Sales or exchange of a leasehold
The leasehold considered must be used in a trade or business and held over one year.
Cattle and horses
The sale or exchange of cattle and horses held for draft, breeding, dairy, or sporting purposes and held for 24 months or more.
Livestock (excluding poultry)
Sales or exchanges of other livestock, excluding poultry.
Similar to item 2 above, though less time, the livestock must be held for draft, breeding, dairy, or sporting purposes and held for 12 months or more.
Sales of exchanges of unharvested crops
The crop and land must be sold, exchanged, or changed through involuntary conversion at the same time and to the same person. Finally, the land must be held over 12 months.
Cutting down or disposing of timber; disposition of domestically produced coal or iron ore
Standing timber held as investment property is considered a capital asset under Section 1231. The gain or loss from its sale it reported as a capital gain on Form 8949 and Schedule D, as applicable.
When the taxpayer chooses to harvest timber for sale under IRC Section 631(a), the taxpayer must meet two conditions:
(1) owned the timber for over 12 months or (2) held contract with right to harvest the timber for more than 12 months.
Timber is considered harvested on the date when, in the ordinary course of business, the quantity of felled timber is first definitely determined.
This is true whether the timber is cut under contract by a harvester or whether cut by the taxpayer.
For reference, Christmas trees, such as evergreen trees, which are more than 6 years old when severed from their roots and sold for ornamental purposes are included in the term timber.
The taxpayer must treat the disposal of coal (including lignite coal) or iron ore mined in the United States (domestically) as a section 1231 transaction if both the following apply to the taxpayer:
- Coal owned for longer than 12 months before its disposal
- Taxpayer retained an economic interest in the coal or iron ore.
If the taxpayer meets these conditions, the sale or exchange of this asset receives Section 1231 transaction status under Section 631(c).
To receive Section 1231 status, the condemned property must have been held over 12 months and been an asset used in a taxpayer’s trade or business as a capital asset or held as an investment property.
The property cannot be held for personal use in order to receive preferential long-term gains treatment.
Casualties and thefts
The casualty or theft must have affected business property, property held for the production of income, or investment property owned by the taxpayer to qualify as a Section 1231 transaction.
In accordance with IRC 1231 rules, the property must have been held for longer than 12 months.
However, if the casualty or theft losses are more than casualty or theft gains for a taxpayer, neither the gains nor the losses will enter into the Section 1231 computation.
Sections 1231, 1245 and 1250 property often create confusion when attempting to distinguish between the three.

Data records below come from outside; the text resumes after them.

//! Reference clip loading: decode, downmix to mono, resample to the
//! pipeline rate. Done once at listener start.

use std::path::{Path, PathBuf};

use symphonia::core::audio::SampleBuffer;
use symphonia::core::codecs::{DecoderOptions, CODEC_TYPE_NULL};
use symphonia::core::errors::Error as SymphoniaError;
use symphonia::core::formats::FormatOptions;
use symphonia::core::io::MediaSourceStream;
use symphonia::core::meta::MetadataOptions;
use symphonia::core::probe::Hint;
use thiserror::Error;

/// Container extensions tried per label, in priority order.
const SUPPORTED_EXTS: [&str; 3] = ["wav", "ogg", "flac"];

#[derive(Error, Debug)]
pub enum ReferenceError {
    #[error("io error reading {path}: {source}")]
    Io {
        path: PathBuf,
        source: std::io::Error,
    },

    #[error("decode error in {path}: {source}")]
    Decode {
        path: PathBuf,
        source: SymphoniaError,
    },

    #[error("{path} has no decodable audio track")]
    NoTrack { path: PathBuf },

    #[error("{path} is empty after decoding")]
    Empty { path: PathBuf },
}

/// A labeled mono waveform stored at the pipeline sample rate.
#[derive(Debug, Clone)]
pub struct ReferenceClip {
    pub label: String,
    pub samples: Vec<f32>,
    pub sample_rate: u32,
}

/// All reference clips that loaded successfully. Labels whose file was
/// missing or undecodable are simply absent; an empty library means the
/// listener must refuse to start.
#[derive(Debug, Default)]
pub struct ReferenceLibrary {
    clips: Vec<ReferenceClip>,
}

impl ReferenceLibrary {
    /// Loads one clip per `(label, filename stem)` pair from `dir`,
    /// trying extensions in priority order. Failures degrade to a warning
    /// and an absent label.
    pub fn load(dir: &Path, labels: &[(String, String)], target_rate: u32) -> Self {
        let mut clips = Vec::new();
        for (label, stem) in labels {
            let Some(path) = SUPPORTED_EXTS
                .iter()
                .map(|ext| dir.join(format!("{stem}.{ext}")))
                .find(|candidate| candidate.exists())
            else {
                tracing::warn!(%label, %stem, dir = %dir.display(), "reference clip not found");
                continue;
            };

            match decode_mono(&path, target_rate) {
                Ok(samples) => {
                    tracing::info!(
                        %label,
                        file = %path.display(),
                        duration_secs = samples.len() as f32 / target_rate as f32,
                        "loaded reference clip"
                    );
                    clips.push(ReferenceClip {
                        label: label.clone(),
                        samples,
                        sample_rate: target_rate,
                    });
                }
                Err(err) => {
                    tracing::error!(%label, %err, "failed to load reference clip");
                }
            }
        }
        Self { clips }
    }

    /// Builds a library from already-decoded clips. Used by hosts and
    /// tests that synthesize references instead of reading files.
    pub fn from_clips(clips: Vec<ReferenceClip>) -> Self {
        Self { clips }
    }

    pub fn is_empty(&self) -> bool {
        self.clips.is_empty()
    }

    pub fn len(&self) -> usize {
        self.clips.len()
    }

    pub fn iter(&self) -> impl Iterator<Item = (&str, &[f32])> {
        self.clips
            .iter()
            .map(|clip| (clip.label.as_str(), clip.samples.as_slice()))
    }

    pub fn get(&self, label: &str) -> Option<&ReferenceClip> {
        self.clips.iter().find(|clip| clip.label == label)
    }
}

/// Decodes an audio file to mono f32 at `target_rate`. Multi-channel
/// sources are downmixed by per-sample channel averaging.
fn decode_mono(path: &Path, target_rate: u32) -> Result<Vec<f32>, ReferenceError> {
    let file = std::fs::File::open(path).map_err(|source| ReferenceError::Io {
        path: path.to_path_buf(),
        source,
    })?;
    let stream = MediaSourceStream::new(Box::new(file), Default::default());

    let mut hint = Hint::new();
    if let Some(ext) = path.extension().and_then(|e| e.to_str()) {
        hint.with_extension(ext);
    }

    let probed = symphonia::default::get_probe()
        .format(
            &hint,
            stream,
            &FormatOptions::default(),
            &MetadataOptions::default(),
        )
        .map_err(|source| ReferenceError::Decode {
            path: path.to_path_buf(),
            source,
        })?;
    let mut format = probed.format;

    let track = format
        .tracks()
        .iter()
        .find(|t| t.codec_params.codec != CODEC_TYPE_NULL)
        .ok_or_else(|| ReferenceError::NoTrack {
            path: path.to_path_buf(),
        })?;
    let track_id = track.id;
    let source_rate = track
        .codec_params
        .sample_rate
        .ok_or_else(|| ReferenceError::NoTrack {
            path: path.to_path_buf(),
        })?;

    let mut decoder = symphonia::default::get_codecs()
        .make(&track.codec_params, &DecoderOptions::default())
        .map_err(|source| ReferenceError::Decode {
            path: path.to_path_buf(),
            source,
        })?;

    let mut mono: Vec<f32> = Vec::new();
    let mut sample_buf: Option<SampleBuffer<f32>> = None;

    loop {
        let packet = match format.next_packet() {
            Ok(packet) => packet,
            Err(SymphoniaError::IoError(ref err))
                if err.kind() == std::io::ErrorKind::UnexpectedEof =>
            {
                break;
            }
            Err(source) => {
                return Err(ReferenceError::Decode {
                    path: path.to_path_buf(),
                    source,
                })
            }
        };
        if packet.track_id() != track_id {
            continue;
        }

        let decoded = match decoder.decode(&packet) {
            Ok(decoded) => decoded,
            // Skip over corrupt packets, keep whatever decodes.
            Err(SymphoniaError::DecodeError(_)) => continue,
            Err(source) => {
                return Err(ReferenceError::Decode {
                    path: path.to_path_buf(),
                    source,
                })
            }
        };

        let spec = *decoded.spec();
        let channels = spec.channels.count();
        let buf = sample_buf.get_or_insert_with(|| {
            SampleBuffer::<f32>::new(decoded.capacity() as u64, spec)
        });
        buf.copy_interleaved_ref(decoded);
        mono.extend(
            buf.samples()
                .chunks_exact(channels)
                .map(|frame| frame.iter().sum::<f32>() / channels as f32),
        );
    }

    if mono.is_empty() {
        return Err(ReferenceError::Empty {
            path: path.to_path_buf(),
        });
    }

    if source_rate != target_rate {
        tracing::info!(
            file = %path.display(),
            from = source_rate,
            to = target_rate,
            "resampling reference clip"
        );
        mono = resample_linear(&mono, source_rate, target_rate);
    }

    Ok(mono)
}

/// Linear-interpolation resample over evenly spaced output indices. Not
/// band-limited; fidelity is acceptable for waveform matching.
fn resample_linear(samples: &[f32], from_rate: u32, to_rate: u32) -> Vec<f32> {
    let n_out = ((samples.len() as f64 / from_rate as f64) * to_rate as f64) as usize;
    if n_out == 0 || samples.len() < 2 {
        return samples.iter().copied().take(n_out).collect();
    }

    let step = (samples.len() - 1) as f64 / (n_out - 1).max(1) as f64;
    (0..n_out)
        .map(|i| {
            let pos = i as f64 * step;
            let lo = pos.floor() as usize;
            let hi = (lo + 1).min(samples.len() - 1);
            let frac = (pos - lo as f64) as f32;
            samples[lo] + (samples[hi] - samples[lo]) * frac
        })
        .collect()
}

/// Convenience used by config defaults: VICTORY/DEFEAT stems.
pub fn default_labels() -> Vec<(String, String)> {
    vec![
        ("VICTORY".to_string(), "victory".to_string()),
        ("DEFEAT".to_string(), "defeat".to_string()),
    ]
}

However, the classifications begin to make sense when determining the nature of the gains or losses from the sale of these assets.
- What is 1231 property? Section 1231 assets comprise depreciable personal and real property used in the taxpayer’s trade or business and held for over 12 months (long-term).
- What is 1245 property? Section 1245 property includes all depreciable and tangible personal property, such as furniture and equipment, or other intangible personal property, such as a patent or license, which is subject to amortization.
- What is 1250 property? Section 1250 property includes all real property which is not Section 1245 property.
Section 1231 proceeds net against all other Section 1231 transactions to result in a tax situation preferable to taxpayers: gains receive capital treatment while losses remain ordinary. The best of both worlds.
Sections 1245 and 1250 serve as “recharacterization” provisions, meaning Section 1231 assets which meet the definition of either may potentially have all or a portion or gain from their disposition recharacterized as either ordinary income or capital gain taxed at 25 percent.
Segregating between these two provisions does not prove difficult:
- Section 1245 assets are depreciable personal property or amortizable Section 197 intangibles
- Section 1250 assets are real property, where depreciable or not.